(Source records)
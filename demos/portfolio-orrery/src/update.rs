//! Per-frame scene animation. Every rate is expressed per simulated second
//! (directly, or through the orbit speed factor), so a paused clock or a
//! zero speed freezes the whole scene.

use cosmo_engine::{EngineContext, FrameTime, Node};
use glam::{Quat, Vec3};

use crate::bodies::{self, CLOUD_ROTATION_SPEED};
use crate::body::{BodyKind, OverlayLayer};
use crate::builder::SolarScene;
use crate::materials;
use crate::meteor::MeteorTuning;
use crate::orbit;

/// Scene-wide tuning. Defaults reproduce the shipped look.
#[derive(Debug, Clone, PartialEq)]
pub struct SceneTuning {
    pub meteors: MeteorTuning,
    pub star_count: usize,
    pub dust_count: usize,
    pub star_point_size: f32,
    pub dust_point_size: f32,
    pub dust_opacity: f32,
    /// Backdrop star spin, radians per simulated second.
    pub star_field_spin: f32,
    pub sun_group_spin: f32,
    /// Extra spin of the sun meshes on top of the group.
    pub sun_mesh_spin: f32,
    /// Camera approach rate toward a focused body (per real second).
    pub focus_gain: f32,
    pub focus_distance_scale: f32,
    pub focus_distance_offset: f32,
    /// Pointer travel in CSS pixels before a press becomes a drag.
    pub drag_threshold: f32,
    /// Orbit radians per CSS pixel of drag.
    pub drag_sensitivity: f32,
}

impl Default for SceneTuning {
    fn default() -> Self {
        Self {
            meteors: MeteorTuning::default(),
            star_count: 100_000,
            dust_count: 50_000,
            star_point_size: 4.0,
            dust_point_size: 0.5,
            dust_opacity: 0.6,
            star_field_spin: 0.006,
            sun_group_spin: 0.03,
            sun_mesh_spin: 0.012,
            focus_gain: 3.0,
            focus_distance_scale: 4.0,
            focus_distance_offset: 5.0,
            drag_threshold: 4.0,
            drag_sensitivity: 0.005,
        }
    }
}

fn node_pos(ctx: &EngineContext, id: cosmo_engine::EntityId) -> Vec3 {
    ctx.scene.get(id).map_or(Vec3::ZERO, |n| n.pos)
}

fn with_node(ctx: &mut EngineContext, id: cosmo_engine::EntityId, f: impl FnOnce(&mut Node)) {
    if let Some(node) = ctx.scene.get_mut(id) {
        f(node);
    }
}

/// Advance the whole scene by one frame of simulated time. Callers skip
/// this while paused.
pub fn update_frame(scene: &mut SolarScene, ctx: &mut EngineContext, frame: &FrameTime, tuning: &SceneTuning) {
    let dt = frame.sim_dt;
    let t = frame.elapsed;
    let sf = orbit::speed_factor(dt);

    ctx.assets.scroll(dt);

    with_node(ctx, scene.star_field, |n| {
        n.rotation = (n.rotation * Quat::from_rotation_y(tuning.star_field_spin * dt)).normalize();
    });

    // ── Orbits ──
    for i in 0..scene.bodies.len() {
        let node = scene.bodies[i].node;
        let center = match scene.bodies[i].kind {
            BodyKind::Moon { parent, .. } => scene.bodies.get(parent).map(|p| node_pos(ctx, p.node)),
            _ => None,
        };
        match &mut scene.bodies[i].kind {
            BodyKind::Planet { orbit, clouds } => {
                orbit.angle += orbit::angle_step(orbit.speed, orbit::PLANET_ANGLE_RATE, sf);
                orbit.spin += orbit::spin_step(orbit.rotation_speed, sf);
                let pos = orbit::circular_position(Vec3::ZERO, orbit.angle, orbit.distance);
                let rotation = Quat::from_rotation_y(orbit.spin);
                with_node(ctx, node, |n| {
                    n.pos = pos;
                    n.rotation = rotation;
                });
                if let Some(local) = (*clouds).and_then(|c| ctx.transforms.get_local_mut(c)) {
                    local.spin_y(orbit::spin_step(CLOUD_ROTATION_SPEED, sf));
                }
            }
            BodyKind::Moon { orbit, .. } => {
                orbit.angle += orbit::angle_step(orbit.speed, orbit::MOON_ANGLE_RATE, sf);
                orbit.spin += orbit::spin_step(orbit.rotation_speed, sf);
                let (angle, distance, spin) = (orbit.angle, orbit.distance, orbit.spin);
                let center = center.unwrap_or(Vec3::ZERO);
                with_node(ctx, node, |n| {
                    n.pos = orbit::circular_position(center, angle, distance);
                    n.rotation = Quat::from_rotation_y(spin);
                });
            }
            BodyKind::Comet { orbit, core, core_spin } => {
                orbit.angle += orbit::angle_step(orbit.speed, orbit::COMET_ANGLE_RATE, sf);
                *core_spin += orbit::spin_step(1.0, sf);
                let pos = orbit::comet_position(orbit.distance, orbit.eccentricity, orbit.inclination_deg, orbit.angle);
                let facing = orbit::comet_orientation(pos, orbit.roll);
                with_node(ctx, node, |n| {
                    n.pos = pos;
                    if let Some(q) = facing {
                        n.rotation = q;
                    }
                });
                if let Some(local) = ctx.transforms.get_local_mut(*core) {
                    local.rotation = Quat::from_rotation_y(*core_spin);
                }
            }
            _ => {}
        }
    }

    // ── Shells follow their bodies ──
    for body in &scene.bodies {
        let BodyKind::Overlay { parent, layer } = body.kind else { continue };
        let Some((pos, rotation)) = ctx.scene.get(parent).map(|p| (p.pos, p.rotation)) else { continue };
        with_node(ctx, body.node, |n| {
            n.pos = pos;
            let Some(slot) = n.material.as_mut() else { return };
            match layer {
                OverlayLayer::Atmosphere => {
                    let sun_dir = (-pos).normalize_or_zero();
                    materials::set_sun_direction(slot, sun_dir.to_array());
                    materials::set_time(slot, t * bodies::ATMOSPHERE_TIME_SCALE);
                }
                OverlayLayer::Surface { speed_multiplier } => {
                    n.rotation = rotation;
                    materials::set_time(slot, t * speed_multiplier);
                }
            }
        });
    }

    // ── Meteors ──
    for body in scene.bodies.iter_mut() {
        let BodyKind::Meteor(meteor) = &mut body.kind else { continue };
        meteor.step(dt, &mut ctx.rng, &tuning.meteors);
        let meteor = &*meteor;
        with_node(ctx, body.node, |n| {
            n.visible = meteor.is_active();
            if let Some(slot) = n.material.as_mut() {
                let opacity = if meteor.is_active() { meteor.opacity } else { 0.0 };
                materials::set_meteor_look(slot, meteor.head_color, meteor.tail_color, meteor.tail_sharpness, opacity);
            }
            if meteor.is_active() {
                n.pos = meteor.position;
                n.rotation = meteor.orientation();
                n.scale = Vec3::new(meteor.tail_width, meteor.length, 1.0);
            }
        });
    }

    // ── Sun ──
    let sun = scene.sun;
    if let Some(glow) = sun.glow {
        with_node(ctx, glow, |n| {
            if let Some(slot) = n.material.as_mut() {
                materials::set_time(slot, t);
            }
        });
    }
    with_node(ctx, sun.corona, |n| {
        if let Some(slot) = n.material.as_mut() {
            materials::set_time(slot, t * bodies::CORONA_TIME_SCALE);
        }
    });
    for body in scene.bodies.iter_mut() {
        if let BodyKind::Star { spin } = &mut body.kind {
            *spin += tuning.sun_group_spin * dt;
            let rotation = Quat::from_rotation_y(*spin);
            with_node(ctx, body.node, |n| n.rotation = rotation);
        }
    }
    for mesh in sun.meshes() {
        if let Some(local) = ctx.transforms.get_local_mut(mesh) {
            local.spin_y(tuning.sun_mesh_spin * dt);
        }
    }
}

# [Try it]
Above are some records; extract every one of them exactly.

# [Answer to this problem]
filename demos/portfolio-orrery/src/update.rs
//! Per-frame scene animation. Every rate is expressed per simulated second
//! (directly, or through the orbit speed factor), so a paused clock or a
//! zero speed freezes the whole scene.

use cosmo_engine::{EngineContext, FrameTime, Node};
use glam::{Quat, Vec3};

use crate::bodies::{self, CLOUD_ROTATION_SPEED};
use crate::body::{BodyKind, OverlayLayer};
use crate::builder::SolarScene;
use crate::materials;
use crate::meteor::MeteorTuning;
use crate::orbit;

/// Scene-wide tuning. Defaults reproduce the shipped look.
#[derive(Debug, Clone, PartialEq)]
pub struct SceneTuning {
    pub meteors: MeteorTuning,
    pub star_count: usize,
    pub dust_count: usize,
    pub star_point_size: f32,
    pub dust_point_size: f32,
    pub dust_opacity: f32,
    /// Backdrop star spin, radians per simulated second.
    pub star_field_spin: f32,
    pub sun_group_spin: f32,
    /// Extra spin of the sun meshes on top of the group.
    pub sun_mesh_spin: f32,
    /// Camera approach rate toward a focused body (per real second).
    pub focus_gain: f32,
    pub focus_distance_scale: f32,
    pub focus_distance_offset: f32,
    /// Pointer travel in CSS pixels before a press becomes a drag.
    pub drag_threshold: f32,
    /// Orbit radians per CSS pixel of drag.
    pub drag_sensitivity: f32,
}

impl Default for SceneTuning {
    fn default() -> Self {
        Self {
            meteors: MeteorTuning::default(),
            star_count: 100_000,
            dust_count: 50_000,
            star_point_size: 4.0,
            dust_point_size: 0.5,
            dust_opacity: 0.6,
            star_field_spin: 0.006,
            sun_group_spin: 0.03,
            sun_mesh_spin: 0.012,
            focus_gain: 3.0,
            focus_distance_scale: 4.0,
            focus_distance_offset: 5.0,
            drag_threshold: 4.0,
            drag_sensitivity: 0.005,
        }
    }
}

fn node_pos(ctx: &EngineContext, id: cosmo_engine::EntityId) -> Vec3 {
    ctx.scene.get(id).map_or(Vec3::ZERO, |n| n.pos)
}

fn with_node(ctx: &mut EngineContext, id: cosmo_engine::EntityId, f: impl FnOnce(&mut Node)) {
    if let Some(node) = ctx.scene.get_mut(id) {
        f(node);
    }
}

/// Advance the whole scene by one frame of simulated time. Callers skip
/// this while paused.
pub fn update_frame(scene: &mut SolarScene, ctx: &mut EngineContext, frame: &FrameTime, tuning: &SceneTuning) {
    let dt = frame.sim_dt;
    let t = frame.elapsed;
    let sf = orbit::speed_factor(dt);

    ctx.assets.scroll(dt);

    with_node(ctx, scene.star_field, |n| {
        n.rotation = (n.rotation * Quat::from_rotation_y(tuning.star_field_spin * dt)).normalize();
    });

    // ── Orbits ──
    for i in 0..scene.bodies.len() {
        let node = scene.bodies[i].node;
        let center = match scene.bodies[i].kind {
            BodyKind::Moon { parent, .. } => scene.bodies.get(parent).map(|p| node_pos(ctx, p.node)),
            _ => None,
        };
        match &mut scene.bodies[i].kind {
            BodyKind::Planet { orbit, clouds } => {
                orbit.angle += orbit::angle_step(orbit.speed, orbit::PLANET_ANGLE_RATE, sf);
                orbit.spin += orbit::spin_step(orbit.rotation_speed, sf);
                let pos = orbit::circular_position(Vec3::ZERO, orbit.angle, orbit.distance);
                let rotation = Quat::from_rotation_y(orbit.spin);
                with_node(ctx, node, |n| {
                    n.pos = pos;
                    n.rotation = rotation;
                });
                if let Some(local) = (*clouds).and_then(|c| ctx.transforms.get_local_mut(c)) {
                    local.spin_y(orbit::spin_step(CLOUD_ROTATION_SPEED, sf));
                }
            }
            BodyKind::Moon { orbit, .. } => {
                orbit.angle += orbit::angle_step(orbit.speed, orbit::MOON_ANGLE_RATE, sf);
                orbit.spin += orbit::spin_step(orbit.rotation_speed, sf);
                let (angle, distance, spin) = (orbit.angle, orbit.distance, orbit.spin);
                let center = center.unwrap_or(Vec3::ZERO);
                with_node(ctx, node, |n| {
                    n.pos = orbit::circular_position(center, angle, distance);
                    n.rotation = Quat::from_rotation_y(spin);
                });
            }
            BodyKind::Comet { orbit, core, core_spin } => {
                orbit.angle += orbit::angle_step(orbit.speed, orbit::COMET_ANGLE_RATE, sf);
                *core_spin += orbit::spin_step(1.0, sf);
                let pos = orbit::comet_position(orbit.distance, orbit.eccentricity, orbit.inclination_deg, orbit.angle);
                let facing = orbit::comet_orientation(pos, orbit.roll);
                with_node(ctx, node, |n| {
                    n.pos = pos;
                    if let Some(q) = facing {
                        n.rotation = q;
                    }
                });
                if let Some(local) = ctx.transforms.get_local_mut(*core) {
                    local.rotation = Quat::from_rotation_y(*core_spin);
                }
            }
            _ => {}
        }
    }

    // ── Shells follow their bodies ──
    for body in &scene.bodies {
        let BodyKind::Overlay { parent, layer } = body.kind else { continue };
        let Some((pos, rotation)) = ctx.scene.get(parent).map(|p| (p.pos, p.rotation)) else { continue };
        with_node(ctx, body.node, |n| {
            n.pos = pos;
            let Some(slot) = n.material.as_mut() else { return };
            match layer {
                OverlayLayer::Atmosphere => {
                    let sun_dir = (-pos).normalize_or_zero();
                    materials::set_sun_direction(slot, sun_dir.to_array());
                    materials::set_time(slot, t * bodies::ATMOSPHERE_TIME_SCALE);
                }
                OverlayLayer::Surface { speed_multiplier } => {
                    n.rotation = rotation;
                    materials::set_time(slot, t * speed_multiplier);
                }
            }
        });
    }

    // ── Meteors ──
    for body in scene.bodies.iter_mut() {
        let BodyKind::Meteor(meteor) = &mut body.kind else { continue };
        meteor.step(dt, &mut ctx.rng, &tuning.meteors);
        let meteor = &*meteor;
        with_node(ctx, body.node, |n| {
            n.visible = meteor.is_active();
            if let Some(slot) = n.material.as_mut() {
                let opacity = if meteor.is_active() { meteor.opacity } else { 0.0 };
                materials::set_meteor_look(slot, meteor.head_color, meteor.tail_color, meteor.tail_sharpness, opacity);
            }
            if meteor.is_active() {
                n.pos = meteor.position;
                n.rotation = meteor.orientation();
                n.scale = Vec3::new(meteor.tail_width, meteor.length, 1.0);
            }
        });
    }

    // ── Sun ──
    let sun = scene.sun;
    if let Some(glow) = sun.glow {
        with_node(ctx, glow, |n| {
            if let Some(slot) = n.material.as_mut() {
                materials::set_time(slot, t);
            }
        });
    }
    with_node(ctx, sun.corona, |n| {
        if let Some(slot) = n.material.as_mut() {
            materials::set_time(slot, t * bodies::CORONA_TIME_SCALE);
        }
    });
    for body in scene.bodies.iter_mut() {
        if let BodyKind::Star { spin } = &mut body.kind {
            *spin += tuning.sun_group_spin * dt;
            let rotation = Quat::from_rotation_y(*spin);
            with_node(ctx, body.node, |n| n.rotation = rotation);
        }
    }
    for mesh in sun.meshes() {
        if let Some(local) = ctx.transforms.get_local_mut(mesh) {
            local.spin_y(tuning.sun_mesh_spin * dt);
        }
    }
}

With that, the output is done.